- Born: 1966 (age 59–60) Kolkata, India
- Occupation: Tech executive
- Title: CBE (2025)

= Tanuja Randery =

Tanuja Randery is a London-based global business executive of Indian origin, a specialist in commercial transformations, Commander of the Order of the British Empire (2025). Since 2020, she has been VP and managing director of Amazon Web Services (AWS) UKI, Europe, Middle East and Africa (EMEA). She is the founder of the PowerWomen Network.

== Career ==

Tanuja Randery was born in Kolkata, India. She studied in Mumbai, then moved to the USA where she obtained an MBA from Boston University.

She met Neil Rackham and contributed to his research for the book Getting Partnering Right. Through Rackham, in 1995 she met McKinsey and after some time became a partner at McKinsey & Company. Seven years later, she moved to London invited by EMC to be head of strategy and transformation. Her next positions included: president for strategy and marketing for BT Global Services, CEO of UK & Ireland for Schneider Electric, CEO of UKI and Benelux for COLT, Independent Non Executive Director for Zensar Technologies, and others.

In 2017, she was included into the top-50 Champions for Women in Business by the Financial Times’ HERoes list.
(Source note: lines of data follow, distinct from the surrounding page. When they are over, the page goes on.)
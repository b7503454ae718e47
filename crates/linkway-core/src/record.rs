use crate::destination::normalize_destination;
use crate::shortcode::ShortCode;
use jiff::Timestamp;
use serde::{Deserialize, Serialize};
use std::borrow::Cow;
use std::fmt::Display;
use typed_builder::TypedBuilder;

/// Opaque identifier of a link record.
#[derive(Debug, Clone, PartialEq, Eq, Hash, Serialize, Deserialize)]
#[serde(transparent)]
pub struct LinkId(String);

impl LinkId {
    pub fn new(id: impl Into<String>) -> Self {
        Self(id.into())
    }

    pub fn as_str(&self) -> &str {
        &self.0
    }
}

impl Display for LinkId {
    fn fmt(&self, f: &mut std::fmt::Formatter<'_>) -> std::fmt::Result {
        f.write_str(&self.0)
    }
}

/// A shortened link.
///
/// `id`, `short_code` and `created_at` never change once the record
/// exists. The destination is stored as given and may lack a scheme; use
/// [`LinkRecord::destination`] to get the navigable form.
#[derive(Debug, Clone, PartialEq, Serialize, Deserialize, TypedBuilder)]
pub struct LinkRecord {
    #[builder(setter(into))]
    pub id: LinkId,
    pub short_code: ShortCode,
    #[builder(setter(into))]
    pub destination_url: String,
    #[builder(default = Timestamp::now())]
    pub created_at: Timestamp,
    /// Owned by analytics; the redirect path never reads or writes it.
    #[builder(default)]
    pub click_count: u64,
}

impl LinkRecord {
    /// The destination with a scheme guaranteed.
    pub fn destination(&self) -> Cow<'_, str> {
        normalize_destination(&self.destination_url)
    }
}

impl From<&str> for LinkId {
    fn from(value: &str) -> Self {
        Self::new(value)
    }
}

impl From<String> for LinkId {
    fn from(value: String) -> Self {
        Self::new(value)
    }
}
use std::time::Duration;

use jiff::Timestamp;
use linkway_core::{LinkRecord, ShortCode};
use linkway_generator::{RandomGenerator, SeqGenerator};
use linkway_redirector::{
    evaluate, Navigation, NavigationTarget, RecordingNavigator, RedirectResolver, Resolution,
    ResolverConfig,
};
use linkway_registry::{LinkRegistry, RegistryError};
use linkway_shortener::{ShortenParams, Shortener, ShortenerService};

const AI_LAUNCH_URL: &str = "https://www.producthunt.com/posts/new-ai-product-launch";

fn ai_launch_seed() -> Vec<LinkRecord> {
    vec![LinkRecord::builder()
        .id("1")
        .short_code(ShortCode::new("ai-launch").unwrap())
        .destination_url(AI_LAUNCH_URL)
        .created_at("2024-07-20T10:00:00Z".parse::<Timestamp>().unwrap())
        .click_count(1258)
        .build()]
}

fn resolver() -> RedirectResolver<RecordingNavigator> {
    RedirectResolver::new(ResolverConfig::default(), RecordingNavigator::default())
}

#[test]
fn seeded_code_resolves_to_its_destination() {
    let registry = LinkRegistry::with_seed(ai_launch_seed()).unwrap();
    let mut resolver = resolver();
    resolver.request("ai-launch");

    let outcome = resolver.evaluate(&registry.snapshot());

    assert_eq!(outcome, Resolution::Found(AI_LAUNCH_URL.to_string()));
    assert_eq!(
        resolver.navigator().history(),
        vec![Navigation::destination(AI_LAUNCH_URL)]
    );
}

#[test]
fn missing_code_falls_back_to_dashboard() {
    let registry = LinkRegistry::with_seed(ai_launch_seed()).unwrap();
    let mut resolver = resolver();
    resolver.request("missing-code");

    let outcome = resolver.evaluate(&registry.snapshot());

    assert_eq!(outcome, Resolution::NotFound);
    let navigation = resolver.navigator().last().unwrap();
    assert_eq!(navigation.location, "/dashboard");
    assert_eq!(navigation.target, NavigationTarget::Fallback);
}

#[test]
fn loading_registry_is_pending_then_found() {
    let registry = LinkRegistry::new();
    let mut resolver = resolver();
    resolver.request("ai-launch");

    assert_eq!(resolver.evaluate(&registry.snapshot()), Resolution::Pending);
    assert!(resolver.navigator().history().is_empty());

    registry.initialize(ai_launch_seed()).unwrap();

    assert_eq!(
        resolver.evaluate(&registry.snapshot()),
        Resolution::Found(AI_LAUNCH_URL.to_string())
    );
    assert_eq!(resolver.navigator().history().len(), 1);
}

#[test]
fn duplicate_insert_is_rejected() {
    let registry = LinkRegistry::with_seed(ai_launch_seed()).unwrap();
    let duplicate = LinkRecord::builder()
        .id("2")
        .short_code(ShortCode::new("ai-launch").unwrap())
        .destination_url("https://elsewhere.example")
        .build();

    let err = registry.insert(duplicate).unwrap_err();

    assert!(matches!(err, RegistryError::DuplicateShortCode(_)));
    assert_eq!(registry.len(), 1);
    assert_eq!(
        registry.lookup("ai-launch").unwrap().destination_url,
        AI_LAUNCH_URL
    );
}

#[test]
fn every_shortened_link_resolves_to_its_destination() {
    let registry = LinkRegistry::with_seed(ai_launch_seed()).unwrap();
    let shortener = ShortenerService::new(registry.clone(), RandomGenerator::default());

    for (url, alias) in [
        ("https://example.com/a", None),
        ("example.com/b", None),
        ("http://example.com/c", Some("spring-sale")),
        ("https://example.com/d", Some("Spring_Sale_2024")),
    ] {
        let record = shortener
            .shorten(ShortenParams {
                original_url: url.to_string(),
                custom_alias: alias.map(str::to_string),
            })
            .unwrap();

        assert_eq!(
            evaluate(record.short_code.as_str(), &registry.snapshot()),
            Resolution::Found(record.destination().into_owned())
        );
    }

    let snapshot = registry.snapshot();
    assert_eq!(snapshot.len(), 5);
    for record in snapshot.iter() {
        assert!(evaluate(record.short_code.as_str(), &snapshot).is_terminal());
        assert_ne!(evaluate(record.short_code.as_str(), &snapshot), Resolution::NotFound);
    }
}

#[test]
fn generator_with_overlong_prefix_cannot_store_unresolvable_links() {
    let registry = LinkRegistry::with_seed(ai_launch_seed()).unwrap();
    let shortener = ShortenerService::new(
        registry.clone(),
        SeqGenerator::with_prefix("campaign-summer-2024-launch-"),
    );

    let result = shortener.shorten(ShortenParams {
        original_url: "https://example.com".to_string(),
        custom_alias: None,
    });

    assert!(result.is_err());
    assert_eq!(registry.len(), 1);
    for record in registry.snapshot().iter() {
        assert_ne!(
            evaluate(record.short_code.as_str(), &registry.snapshot()),
            Resolution::NotFound
        );
    }
}

#[test]
fn unchecked_malformed_code_is_refused_by_the_registry() {
    let registry = LinkRegistry::with_seed(ai_launch_seed()).unwrap();
    let record = LinkRecord::builder()
        .id("2")
        .short_code(ShortCode::new_unchecked("ab"))
        .destination_url("https://example.com")
        .build();

    let err = registry.insert(record).unwrap_err();

    assert!(matches!(err, RegistryError::InvalidShortCode(_)));
    assert!(registry.lookup("ab").is_none());
    assert_eq!(evaluate("ab", &registry.snapshot()), Resolution::NotFound);
}

#[tokio::test]
async fn live_resolution_fires_once_despite_later_changes() {
    let registry = LinkRegistry::new();
    let mut watcher = registry.subscribe();

    let writer = registry.clone();
    let feeder = tokio::spawn(async move {
        tokio::time::sleep(Duration::from_millis(10)).await;
        writer.initialize(ai_launch_seed()).unwrap();
        for i in 0..3 {
            let record = LinkRecord::builder()
                .id(format!("extra-{i}"))
                .short_code(ShortCode::new(format!("extra-{i}")).unwrap())
                .destination_url("https://extra.example")
                .build();
            writer.insert(record).unwrap();
        }
    });

    let mut resolver = resolver();
    resolver.request("ai-launch");
    let outcome = resolver.resolve(&mut watcher).await;
    feeder.await.unwrap();

    // Later registry changes re-trigger evaluation but never navigation.
    while let Ok(true) =
        tokio::time::timeout(Duration::from_millis(10), watcher.changed()).await
    {
        resolver.evaluate(&watcher.snapshot());
    }
    resolver.evaluate(&registry.snapshot());

    assert_eq!(outcome, Resolution::Found(AI_LAUNCH_URL.to_string()));
    assert_eq!(resolver.navigator().history().len(), 1);
}

#[tokio::test]
async fn empty_seed_resolves_to_not_found_instead_of_hanging() {
    let registry = LinkRegistry::new();
    let mut watcher = registry.subscribe();
    let mut resolver = resolver();
    resolver.request("ai-launch");

    let writer = registry.clone();
    tokio::spawn(async move {
        writer.initialize(Vec::new()).unwrap();
    });

    let outcome = tokio::time::timeout(Duration::from_secs(1), resolver.resolve(&mut watcher))
        .await
        .expect("resolution should terminate once loading completes");

    assert_eq!(outcome, Resolution::NotFound);
    assert_eq!(
        resolver.navigator().history(),
        vec![Navigation::fallback("/dashboard")]
    );
}

#[tokio::test]
async fn never_loaded_registry_stays_pending() {
    let registry = LinkRegistry::new();
    let mut watcher = registry.subscribe();
    let mut resolver = resolver();
    resolver.request("ai-launch");

    let outcome =
        tokio::time::timeout(Duration::from_millis(50), resolver.resolve(&mut watcher)).await;

    assert!(outcome.is_err());
    assert_eq!(resolver.outcome(), Resolution::Pending);
    assert!(resolver.navigator().history().is_empty());
    drop(registry);
}
use linkway_core::{LinkRecord, ShortCode};
use std::collections::HashMap;
use std::sync::Arc;

/// An immutable, consistent view of the registry at one revision.
///
/// Cloning is cheap: record storage is shared with the registry until the
/// next mutation (copy-on-write).
#[derive(Debug, Clone, Default)]
pub struct RegistrySnapshot {
    loaded: bool,
    revision: u64,
    /// Oldest first; iteration reverses it.
    records: Arc<Vec<LinkRecord>>,
    index: Arc<HashMap<ShortCode, usize>>,
}

impl RegistrySnapshot {
    /// True once the initial seed has been attached.
    ///
    /// A loaded registry may still be empty.
    pub fn is_loaded(&self) -> bool {
        self.loaded
    }

    /// Incremented on every successful mutation.
    pub fn revision(&self) -> u64 {
        self.revision
    }

    pub fn len(&self) -> usize {
        self.records.len()
    }

    pub fn is_empty(&self) -> bool {
        self.records.is_empty()
    }

    /// Case-sensitive exact match on the short code.
    pub fn lookup(&self, code: &str) -> Option<&LinkRecord> {
        self.index.get(code).map(|&position| &self.records[position])
    }

    pub fn contains(&self, code: &str) -> bool {
        self.index.contains_key(code)
    }

    /// Records newest first.
    pub fn iter(&self) -> impl DoubleEndedIterator<Item = &LinkRecord> + '_ {
        self.records.iter().rev()
    }

    pub(crate) fn push(&mut self, record: LinkRecord) {
        let position = self.records.len();
        Arc::make_mut(&mut self.index).insert(record.short_code.clone(), position);
        Arc::make_mut(&mut self.records).push(record);
        self.revision += 1;
    }

    /// Attaches `seed` (newest first) beneath every record already present
    /// and marks the snapshot loaded.
    pub(crate) fn attach_seed(&mut self, seed: Vec<LinkRecord>) {
        let mut records: Vec<LinkRecord> = seed.into_iter().rev().collect();
        records.extend(self.records.iter().cloned());

        let index = records
            .iter()
            .enumerate()
            .map(|(position, record)| (record.short_code.clone(), position))
            .collect();

        self.records = Arc::new(records);
        self.index = Arc::new(index);
        self.loaded = true;
        self.revision += 1;
    }
}
//! Link creation.
//!
//! [`ShortenerService`] builds new [`LinkRecord`](linkway_core::LinkRecord)s
//! from a destination and an optional custom alias and appends them to the
//! shared registry.

pub mod error;
pub mod service;

pub use error::ShortenerError;
pub use service::{ShortenParams, Shortener, ShortenerService, ShortenerSettings};
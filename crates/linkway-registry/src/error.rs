use linkway_core::ShortCode;
use thiserror::Error;

/// Result type for registry operations.
pub type Result<T> = std::result::Result<T, RegistryError>;

#[derive(Debug, Clone, PartialEq, Eq, Error)]
pub enum RegistryError {
    #[error("short code already exists: {0}")]
    DuplicateShortCode(ShortCode),
    #[error("malformed short code: {0}")]
    InvalidShortCode(ShortCode),
    #[error("registry has already been initialized")]
    AlreadyInitialized,
}
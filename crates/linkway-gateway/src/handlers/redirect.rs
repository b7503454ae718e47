use crate::error::{AppError, Result};
use crate::state::AppState;
use axum::extract::{Path, State};
use axum::http::{header, HeaderValue, StatusCode};
use axum::response::{IntoResponse, Response};
use linkway_redirector::{RecordingNavigator, RedirectResolver, Resolution};
use tracing::warn;

/// Resolves a short code and answers with a temporary redirect to the
/// destination, or to the fallback surface when the code is unknown.
///
/// Waits for the registry to finish loading, bounded by the configured
/// resolve timeout.
pub async fn redirect_handler(
    Path(short_code): Path<String>,
    State(state): State<AppState>,
) -> Result<Response> {
    let mut resolver = RedirectResolver::new(
        state.resolver_config().clone(),
        RecordingNavigator::default(),
    );
    resolver.request(short_code.as_str());

    let mut watcher = state.registry().subscribe();
    let outcome = tokio::time::timeout(state.resolve_timeout(), resolver.resolve(&mut watcher))
        .await
        .unwrap_or(Resolution::Pending);

    if !outcome.is_terminal() {
        warn!(code = %short_code, "registry not loaded in time, giving up on redirect");
        return Err(AppError::RegistryLoading);
    }

    let Some(navigation) = resolver.navigator().last() else {
        return Err(AppError::RegistryLoading);
    };
    let location = HeaderValue::from_str(&navigation.location)
        .map_err(|_| AppError::InvalidDestination(navigation.location.clone()))?;

    Ok((StatusCode::TEMPORARY_REDIRECT, [(header::LOCATION, location)]).into_response())
}
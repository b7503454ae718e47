mod health;
mod link;
mod redirect;

pub use health::health_handler;
pub use link::{create_link_handler, dashboard_handler, get_link_handler, list_links_handler};
pub use redirect::redirect_handler;
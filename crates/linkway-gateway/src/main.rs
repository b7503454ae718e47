use std::sync::Arc;
use std::time::Duration;

use clap::Parser;
use linkway_gateway::cli::Cli;
use linkway_gateway::{telemetry, App, AppState};
use linkway_generator::RandomGenerator;
use linkway_redirector::ResolverConfig;
use linkway_registry::{load_into, JsonFileSeed, LinkRegistry, SeedSource, StaticSeed};
use linkway_shortener::{ShortenerService, ShortenerSettings};
use tracing::{error, info};

#[tokio::main]
async fn main() -> anyhow::Result<()> {
    let config = Cli::parse();
    telemetry::init(config.log_format)?;

    info!(
        listen_addr = %config.listen_addr,
        public_base_url = %config.public_base_url,
        fallback_path = %config.fallback_path,
        "starting gateway server"
    );

    let seed: Box<dyn SeedSource> = match &config.seed_file {
        Some(path) => {
            info!(path = %path.display(), "seeding registry from file");
            Box::new(JsonFileSeed::new(path))
        }
        None => Box::new(StaticSeed::demo()?),
    };

    // The registry starts loading; redirects wait for the seed task.
    let registry = LinkRegistry::new();
    tokio::spawn({
        let registry = registry.clone();
        async move {
            if let Err(e) = load_into(&registry, &*seed).await {
                error!(error = %e, "registry seed failed, redirects will stay pending");
            }
        }
    });

    let generator = RandomGenerator::new(config.alias_length)?;
    let shortener = ShortenerService::new(registry.clone(), generator).settings(
        ShortenerSettings::builder()
            .reserved_aliases(App::reserved_aliases(&config.fallback_path))
            .build(),
    );

    let state = AppState::builder()
        .registry(registry)
        .shortener(Arc::new(shortener))
        .public_base_url(config.public_base_url)
        .resolver_config(
            ResolverConfig::builder()
                .fallback_path(config.fallback_path)
                .build(),
        )
        .resolve_timeout(Duration::from_millis(config.resolve_timeout_ms))
        .build();

    let listener = tokio::net::TcpListener::bind(config.listen_addr).await?;
    info!(listen_addr = %listener.local_addr()?, "gateway listening");

    axum::serve(listener, App::router(state)).await?;
    Ok(())
}
//! Destination URL normalization.
//!
//! Stored destinations may be scheme-less (`example.com/page`). They are
//! only coerced to an absolute URL when used for navigation.

use std::borrow::Cow;

const DEFAULT_SCHEME_PREFIX: &str = "https://";

/// Returns the scheme of `url` if it has the form `scheme://...`.
///
/// A scheme starts with an ASCII letter followed by letters, digits,
/// `+`, `-` or `.`.
pub fn scheme(url: &str) -> Option<&str> {
    let (scheme, _) = url.split_once("://")?;
    let mut chars = scheme.chars();
    let first = chars.next()?;
    if !first.is_ascii_alphabetic() {
        return None;
    }
    if chars.all(|c| c.is_ascii_alphanumeric() || matches!(c, '+' | '-' | '.')) {
        Some(scheme)
    } else {
        None
    }
}

/// Normalizes a destination so that it can be navigated to.
///
/// URLs that already carry a scheme are returned untouched (`http://` is
/// not upgraded). Scheme-less URLs get `https://` prepended; a
/// protocol-relative `//host` keeps its host. Normalizing twice yields the
/// same result as normalizing once.
pub fn normalize_destination(url: &str) -> Cow<'_, str> {
    let url = url.trim();
    if scheme(url).is_some() {
        return Cow::Borrowed(url);
    }
    let rest = url.strip_prefix("//").unwrap_or(url);
    Cow::Owned(format!("{DEFAULT_SCHEME_PREFIX}{rest}"))
}
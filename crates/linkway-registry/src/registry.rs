use crate::error::{RegistryError, Result};
use crate::snapshot::RegistrySnapshot;
use linkway_core::{LinkRecord, ShortCode};
use std::collections::HashSet;
use std::sync::Arc;
use tokio::sync::watch;
use tracing::{debug, info};

/// The authoritative set of short-code mappings for a session.
///
/// The registry state lives inside a [`watch`] channel: the channel is both
/// the store and the notification mechanism. Every mutation happens under
/// the channel's write lock, so a reader that looks after `insert` returns
/// always sees the new record, and every [`RegistryWatcher`] is woken.
///
/// Handles are cheap to clone and share the same state.
#[derive(Debug, Clone)]
pub struct LinkRegistry {
    state: Arc<watch::Sender<RegistrySnapshot>>,
}

impl LinkRegistry {
    /// Creates a registry in the loading state.
    pub fn new() -> Self {
        let (state, _) = watch::channel(RegistrySnapshot::default());
        Self {
            state: Arc::new(state),
        }
    }

    /// Creates a registry and immediately attaches `seed`.
    pub fn with_seed(seed: Vec<LinkRecord>) -> Result<Self> {
        let registry = Self::new();
        registry.initialize(seed)?;
        Ok(registry)
    }

    /// Attaches the session seed and signals that loading has completed.
    ///
    /// The seed is given newest first. Records inserted while loading stay
    /// newer than every seed record. Fails with
    /// [`RegistryError::AlreadyInitialized`] on a second call and with
    /// [`RegistryError::DuplicateShortCode`] if the seed repeats a code or
    /// [`RegistryError::InvalidShortCode`] if a code is malformed; in every
    /// case nothing changes.
    pub fn initialize(&self, seed: Vec<LinkRecord>) -> Result<()> {
        let mut outcome = Ok(());
        let seed_len = seed.len();

        self.state.send_if_modified(|snapshot| {
            if snapshot.is_loaded() {
                outcome = Err(RegistryError::AlreadyInitialized);
                return false;
            }

            let mut seen = HashSet::with_capacity(seed.len());
            for record in &seed {
                let code = record.short_code.as_str();
                if !ShortCode::is_valid(code) {
                    outcome = Err(RegistryError::InvalidShortCode(record.short_code.clone()));
                    return false;
                }
                if !seen.insert(code) || snapshot.contains(code) {
                    outcome = Err(RegistryError::DuplicateShortCode(record.short_code.clone()));
                    return false;
                }
            }
            drop(seen);

            snapshot.attach_seed(seed);
            true
        });

        if outcome.is_ok() {
            info!(links = seed_len, "link registry loaded");
        }
        outcome
    }

    /// Case-sensitive exact lookup. Absence is a normal outcome.
    pub fn lookup(&self, code: &str) -> Option<LinkRecord> {
        self.state.borrow().lookup(code).cloned()
    }

    /// Prepends `record`, rejecting a short code that is already taken or
    /// that [`ShortCode::new`] would not accept.
    ///
    /// On error the registry is left unchanged.
    pub fn insert(&self, record: LinkRecord) -> Result<()> {
        let code = record.short_code.clone();
        if !ShortCode::is_valid(code.as_str()) {
            debug!(code = %code, "rejected malformed short code");
            return Err(RegistryError::InvalidShortCode(code));
        }

        let mut outcome = Ok(());

        self.state.send_if_modified(|snapshot| {
            if snapshot.contains(code.as_str()) {
                outcome = Err(RegistryError::DuplicateShortCode(code.clone()));
                return false;
            }
            snapshot.push(record);
            true
        });

        match &outcome {
            Ok(()) => debug!(code = %code, "link inserted"),
            Err(_) => debug!(code = %code, "rejected duplicate short code"),
        }
        outcome
    }

    /// True once [`LinkRegistry::initialize`] has succeeded.
    pub fn is_loaded(&self) -> bool {
        self.state.borrow().is_loaded()
    }

    pub fn len(&self) -> usize {
        self.state.borrow().len()
    }

    pub fn is_empty(&self) -> bool {
        self.state.borrow().is_empty()
    }

    /// A consistent view of the current state.
    pub fn snapshot(&self) -> RegistrySnapshot {
        self.state.borrow().clone()
    }

    /// Registers a live observer of the registry.
    pub fn subscribe(&self) -> RegistryWatcher {
        RegistryWatcher {
            receiver: self.state.subscribe(),
        }
    }
}

impl Default for LinkRegistry {
    fn default() -> Self {
        Self::new()
    }
}

/// A live view of a [`LinkRegistry`].
#[derive(Debug, Clone)]
pub struct RegistryWatcher {
    receiver: watch::Receiver<RegistrySnapshot>,
}

impl RegistryWatcher {
    /// Returns the current state and marks it as seen.
    pub fn snapshot(&mut self) -> RegistrySnapshot {
        self.receiver.borrow_and_update().clone()
    }

    /// Waits until the registry changes after the last seen snapshot.
    ///
    /// Returns `false` once every registry handle has been dropped, after
    /// which no further change can happen.
    pub async fn changed(&mut self) -> bool {
        self.receiver.changed().await.is_ok()
    }
}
In line with her strong advocacy of inclusion, diversity and equity in tech business, in November 2018 she founded PowerWomen Network for senior women business leaders.

In 2019, re-joined McKinsey in London from Apax Partners.

Since 2020, she has been VP and managing director of Amazon Web Services (AWS) UKI, Europe, Middle East and Africa (EMEA). In 2022, she was ranked number 6 on the UK Tech50 2022 list of most influential people in IT.

Randery was awarded a CBE (Commander of the Order of the British Empire) for services to business and the technology sector in the King's Birthday Honours in June 2025.

== Public roles ==

Randery served as non-executive director on the board of BusinessLDN (2019–2024), and Proximus Group as a trustee for Save the Children UK (2019–2021).

In March 2025, she was appointed trustee of the Natural History Museum by the prime minister of Great Britain.

== Private life ==

Randery is married to Mehul Randery, the couple have a son, Varun. She holds US and UK citizenships and resides in London.